Yet I have spoken about the spring, and the failure of fair promise, because I took it to my heart as token of what would come to me in the budding of my years and hope. And even then, being much possessed, and full of a foolish melancholy, I felt a sad delight at being doomed to blight and loneliness; not but that I managed still (when mother was urgent upon me) to eat my share of victuals, and cuff a man for laziness, and see that a ploughshare made no leaps, and sleep of a night without dreaming. And my mother half-believing, in her fondness and affection, that what the parish said was true about a mad dog having bitten me, and yet arguing that it must be false (because God would have prevented him), my mother gave me little rest, when I was in the room with her. Not that she worried me with questions, nor openly regarded me with any unusual meaning, but that I knew she was watching slyly whenever I took a spoon up; and every hour or so she managed to place a pan of water by me, quite as if by accident, and sometimes even to spill a little upon my shoe or coat-sleeve. But Betty Muxworthy was worst; for, having no fear about my health, she made a villainous joke of it, and used to rush into the kitchen, barking like a dog, and panting, exclaiming that I had bitten her, and justice she would have on me, if it cost her a twelvemonth's wages. And she always took care to do this thing just when I had crossed my legs in the corner after supper, and leaned my head against the oven, to begin to think of Lorna.

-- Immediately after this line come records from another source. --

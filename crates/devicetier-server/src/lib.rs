//! devicetier server — HTTP and CLI access to the device tier classifier.

pub mod cli;
pub mod hints;
pub mod routes;
pub mod state;

pub use hints::ClientHintsProbe;
pub use routes::build_router;
pub use state::AppState;
//! Classification routes.

use std::sync::Arc;

use axum::http::header::{HeaderName, VARY};
use axum::http::HeaderMap;
use axum::response::IntoResponse;
use axum::routing::get;
use axum::{Json, Router};
use devicetier_core::{classify, Classification, EnvironmentSnapshot};
use tracing::debug;

use crate::hints::{ClientHintsProbe, ACCEPT_CH};
use crate::state::AppState;

pub fn routes() -> Router<Arc<AppState>> {
    Router::new().route(
        "/classify",
        get(classify_client_hints).post(classify_snapshot),
    )
}

/// POST /api/classify — classify a snapshot captured by the client.
async fn classify_snapshot(Json(snapshot): Json<EnvironmentSnapshot>) -> Json<Classification> {
    let classification = classify(&snapshot);
    debug!(
        level = %classification.level,
        width = snapshot.screen_width,
        "Classified posted snapshot"
    );
    Json(classification)
}

/// GET /api/classify — classify from the request's client hints.
async fn classify_client_hints(headers: HeaderMap) -> impl IntoResponse {
    let probe = ClientHintsProbe::from_headers(&headers);
    let classification = classify(&probe);
    debug!(level = %classification.level, "Classified client hints");

    (
        [(HeaderName::from_static("accept-ch"), ACCEPT_CH), (VARY, ACCEPT_CH)],
        Json(classification),
    )
}
//! One-shot CLI commands that print JSON instead of serving.

use std::path::Path;

use anyhow::Context;
use devicetier_core::{classify, tier_table, EnvironmentSnapshot};

/// Classify a snapshot file, or the default snapshot when no path is given.
pub fn classify_command(path: Option<&Path>) -> anyhow::Result<String> {
    let snapshot = match path {
        Some(path) => EnvironmentSnapshot::from_path(path)
            .with_context(|| format!("Failed to load snapshot {}", path.display()))?,
        None => EnvironmentSnapshot::default(),
    };
    Ok(serde_json::to_string_pretty(&classify(&snapshot))?)
}

pub fn tiers_command() -> anyhow::Result<String> {
    Ok(serde_json::to_string_pretty(&tier_table())?)
}

pub fn print_help() {
    println!("devicetier — device capability tier classifier");
    println!();
    println!("Usage: devicetier [command]");
    println!();
    println!("Commands:");
    println!("  (none)                   Start the server");
    println!("  classify [snapshot.json] Classify an environment snapshot");
    println!("  tiers                    Print every optimization level and its settings");
    println!("  help                     Show this help message");
}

However, in all things there is comfort, if we do not look too hard for it; and now I had much satisfaction, in my uncouth state, from labouring, by the hour together, at the hedging and the ditching, meeting the bitter wind face to face, feeling my strength increase, and hoping that some one would be proud of it. In the rustling rush of every gust, in the graceful bend of every tree, even in the 'lords and ladies,' clumped in the scoops of the hedgerow, and most of all in the soft primrose, wrung by the wind, but stealing back, and smiling when the wrath was passed—in all of these, and many others there was aching ecstasy, delicious pang of Lorna.
But however cold the weather was, and however hard the wind blew, one thing (more than all the rest) worried and perplexed me. This was, that I could not settle, turn and twist as I might, how soon I ought to go again upon a visit to Glen Doone. For I liked not at all the falseness of it (albeit against murderers), the creeping out of sight, and hiding, and feeling as a spy might. And even more than this. I feared how Lorna might regard it; whether I might seem to her a prone and blunt intruder, a country youth not skilled in manners, as among the quality, even when they rob us. For I was not sure myself, but that it might be very bad manners to go again too early without an invitation; and my hands and face were chapped so badly by the bitter wind, that Lorna might count them unsightly things, and wish to see no more of them.
However, I could not bring myself to consult any one upon this point, at least in our own neighbourhood, nor even to speak of it near home. But the east wind holding through the month, my hands and face growing worse and worse, and it having occurred to me by this time that possibly Lorna might have chaps, if she came abroad at all, and so might like to talk about them and show her little hands to me, I resolved to take another opinion, so far as might be upon this matter, without disclosing the circumstances.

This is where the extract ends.